In the lead up to my surgery, Healthie was a year old. We’d raised a million dollars just a few months prior. When you raise, you paint a vision for investors, full of billion-dollar liquidity events and company immortality. You paint a picture of being able to predict and control the future. Going under for surgery is the opposite of all of that. You are giving up all control (and consciousness). You are placing your life and future in the hands of a surgeon you’ve met a couple times and in a care team who are complete and total strangers. It sucks.
It was hard for me to tell my cofounder about it. It was mortifying for me to go from raising money, to our next monthly board meeting, where I felt obligated to tell our new board member (and also lead investor) about my newly scheduled surgery.
I was worried that they’d think I wasn’t pulling my weight, that I wouldn’t deliver on my promises due to a medical event I had no control over. I was concerned about how all my recent direct hires, who I pushed to bring on, and had agreed to manage and lead, would do in my absence. I thought I’d be letting all our customers down, especially the many who I had gotten on sales or success calls with and promised that I’d be there to offer personal support.
In all these cases, I’d stammer out a poor explanation about having a problem with my aortic valve, and that I’d need to be out a few days for a surgery. I’d prep myself for the worst responses, and get nothing but understanding and positive reactions. It wasn’t even accommodating or sympathetic (which I appreciated), just people being supportive and treating it as a non-issue.
I was knocked out for the surgery itself, and the immediate recovery is full of blurry memories and dialudid. A day later, after recovering enough, I felt unnecessarily compelled to hop back on email and support tickets from my phone in my hospital bed. This was a bad idea.

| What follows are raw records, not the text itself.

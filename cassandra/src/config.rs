//! Provider block configuration
//!
//! `ClusterConfig` is built once by ConfigureProvider and never changes
//! afterwards; every resource operation opens its session from it.

use rustls::RootCertStore;
use std::fmt;
use std::str::FromStr;
use std::sync::Arc;
use std::time::Duration;
use tfplug::Config;
use thiserror::Error;

pub const USERNAME_ENV: &str = "CASSANDRA_USERNAME";
pub const PASSWORD_ENV: &str = "CASSANDRA_PASSWORD";

pub const DEFAULT_PORT: u16 = 9042;
pub const DEFAULT_CONNECTION_TIMEOUT_MS: u64 = 1000;

static TLS13_ONLY: &[&rustls::SupportedProtocolVersion] = &[&rustls::version::TLS13];

#[derive(Debug, Error, PartialEq)]
pub enum ConfigError {
    #[error("hosts must contain at least one host")]
    MissingHosts,

    #[error("{attribute} is required (set in provider config or {env} env var)")]
    MissingCredential {
        attribute: &'static str,
        env: &'static str,
    },

    #[error("port must be a whole number between 1 and 65535, got {0}")]
    InvalidPort(f64),

    #[error("connection_timeout must be a positive number of milliseconds, got {0}")]
    InvalidTimeout(f64),

    #[error("min_tls_version must be TLS1.2 or TLS1.3, got {0}")]
    InvalidTlsVersion(String),

    #[error("root_ca could not be parsed: {0}")]
    InvalidRootCa(String),

    #[error("TLS setup failed: {0}")]
    Tls(String),
}

#[derive(Debug, Clone, Copy, PartialEq, Eq, Default)]
pub enum TlsVersion {
    #[default]
    Tls12,
    Tls13,
}

impl TlsVersion {
    pub fn as_str(&self) -> &'static str {
        match self {
            TlsVersion::Tls12 => "TLS1.2",
            TlsVersion::Tls13 => "TLS1.3",
        }
    }

    fn protocol_versions(&self) -> &'static [&'static rustls::SupportedProtocolVersion] {
        match self {
            TlsVersion::Tls12 => rustls::ALL_VERSIONS,
            TlsVersion::Tls13 => TLS13_ONLY,
        }
    }
}

impl FromStr for TlsVersion {
    type Err = ConfigError;

    fn from_str(s: &str) -> Result<Self, Self::Err> {
        match s {
            "TLS1.2" => Ok(TlsVersion::Tls12),
            "TLS1.3" => Ok(TlsVersion::Tls13),
            other => Err(ConfigError::InvalidTlsVersion(other.to_string())),
        }
    }
}

#[derive(Debug, Clone, PartialEq, Eq)]
pub struct TlsSettings {
    /// PEM bundle; the webpki roots are trusted when absent
    pub root_ca: Option<String>,
    pub min_version: TlsVersion,
}

#[derive(Clone, PartialEq, Eq)]
pub struct ClusterConfig {
    pub hosts: Vec<String>,
    pub port: u16,
    pub username: String,
    pub password: String,
    pub connection_timeout: Duration,
    pub tls: Option<TlsSettings>,
}

impl fmt::Debug for ClusterConfig {
    fn fmt(&self, f: &mut fmt::Formatter<'_>) -> fmt::Result {
        f.debug_struct("ClusterConfig")
            .field("hosts", &self.hosts)
            .field("port", &self.port)
            .field("username", &self.username)
            .field("password", &"<redacted>")
            .field("connection_timeout", &self.connection_timeout)
            .field("tls", &self.tls)
            .finish()
    }
}

impl ClusterConfig {
    pub fn from_provider_config(config: &Config) -> Result<Self, ConfigError> {
        let hosts = config.get_string_list("hosts").unwrap_or_default();
        if hosts.is_empty() {
            return Err(ConfigError::MissingHosts);
        }

        let username = credential(config, "username", USERNAME_ENV)?;
        let password = credential(config, "password", PASSWORD_ENV)?;

        let port = match config.get_number("port") {
            Some(port) if port.fract() == 0.0 && (1.0..=65535.0).contains(&port) => port as u16,
            Some(port) => return Err(ConfigError::InvalidPort(port)),
            None => DEFAULT_PORT,
        };

        let connection_timeout = match config.get_number("connection_timeout") {
            Some(ms) if ms >= 1.0 => Duration::from_millis(ms as u64),
            Some(ms) => return Err(ConfigError::InvalidTimeout(ms)),
            None => Duration::from_millis(DEFAULT_CONNECTION_TIMEOUT_MS),
        };

        let tls = if config.get_bool("use_ssl").unwrap_or(false) {
            let min_version = match config.get_string("min_tls_version") {
                Some(version) => version.parse()?,
                None => TlsVersion::default(),
            };
            Some(TlsSettings {
                root_ca: config
                    .get_string("root_ca")
                    .filter(|pem| !pem.is_empty())
                    .map(str::to_string),
                min_version,
            })
        } else {
            None
        };

        Ok(Self {
            hosts,
            port,
            username,
            password,
            connection_timeout,
            tls,
        })
    }

    /// `host:port` for every host, IPv6 literals in brackets
    pub fn contact_points(&self) -> Vec<String> {
        self.hosts
            .iter()
            .map(|host| {
                if host.contains(':') && !host.starts_with('[') {
                    format!("[{}]:{}", host, self.port)
                } else {
                    format!("{}:{}", host, self.port)
                }
            })
            .collect()
    }

    /// rustls client configuration, or None when TLS is off
    pub fn tls_client_config(&self) -> Result<Option<Arc<rustls::ClientConfig>>, ConfigError> {
        let Some(tls) = &self.tls else {
            return Ok(None);
        };

        let roots = root_store(tls.root_ca.as_deref())?;
        let provider = Arc::new(rustls::crypto::aws_lc_rs::default_provider());

        let config = rustls::ClientConfig::builder_with_provider(provider)
            .with_protocol_versions(tls.min_version.protocol_versions())
            .map_err(|e| ConfigError::Tls(e.to_string()))?
            .with_root_certificates(roots)
            .with_no_client_auth();

        Ok(Some(Arc::new(config)))
    }
}

fn credential(
    config: &Config,
    attribute: &'static str,
    env: &'static str,
) -> Result<String, ConfigError> {
    config
        .get_string(attribute)
        .filter(|v| !v.is_empty())
        .map(str::to_string)
        .or_else(|| std::env::var(env).ok().filter(|v| !v.is_empty()))
        .ok_or(ConfigError::MissingCredential { attribute, env })
}

/// Trust store from a PEM bundle, or the webpki roots when none is given
pub fn root_store(root_ca: Option<&str>) -> Result<RootCertStore, ConfigError> {
    let mut roots = RootCertStore::empty();

    match root_ca {
        Some(pem) => {
            let certs = rustls_pemfile::certs(&mut pem.as_bytes())
                .collect::<Result<Vec<_>, _>>()
                .map_err(|e| ConfigError::InvalidRootCa(e.to_string()))?;
            if certs.is_empty() {
                return Err(ConfigError::InvalidRootCa(
                    "no certificates found".to_string(),
                ));
            }

            let (added, ignored) = roots.add_parsable_certificates(certs);
            if added == 0 {
                return Err(ConfigError::InvalidRootCa(format!(
                    "{} certificates could not be used",
                    ignored
                )));
            }
        }
        None => roots.extend(webpki_roots::TLS_SERVER_ROOTS.iter().cloned()),
    }

    Ok(roots)
}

A couple of days later doing that, my recovery was progressing well and I was hours from being released. I got an automated email alert that we were having web application availability problems. My blood pressure spiked so much that an alarm went off, and a nurse came rushing in.
The alert ended up being a non-issue, and my blood pressure went back to normal. However the blood pressure spike (despite my explanation) greatly worried my care team, and I came close to not being released from the hospital that day.
In hindsight, I took one of the worst things ever to happen to me, and made it worse. Despite my worries about having surgery, our customers didn’t mind, my cofounder didn’t mind, our investors didn’t mind, and our team performed admirably in my absence. I took a shitty, scary time and made it shittier and scarier.
It’s common to talk about a reality distortion field that comes from a startup’s founders. However, I’ve never seen anyone taking about that field distorting things in reverse. As a founder, you’re supposed to live and breath what your company does. That attachment makes it very easy for founders to overemphasize and fixate on molehills, which quickly turn into personal mountains, and in many cases (including mine), actual quantifiable health issues.
In hindsight, my reaction was incredibly irrational. However, as a founder, it’s normal to seem irrational. The ability to have strongly differing opinions is what allows founders to build big, novel companies. Unfortunately, that same personal conviction can cause trouble. I know it did for me in this case.
If you’re a founder beating yourself up about personal events that are outside your control, take a deep breath. What’s inflicting more damage to your company? Those events? Or your reaction to them?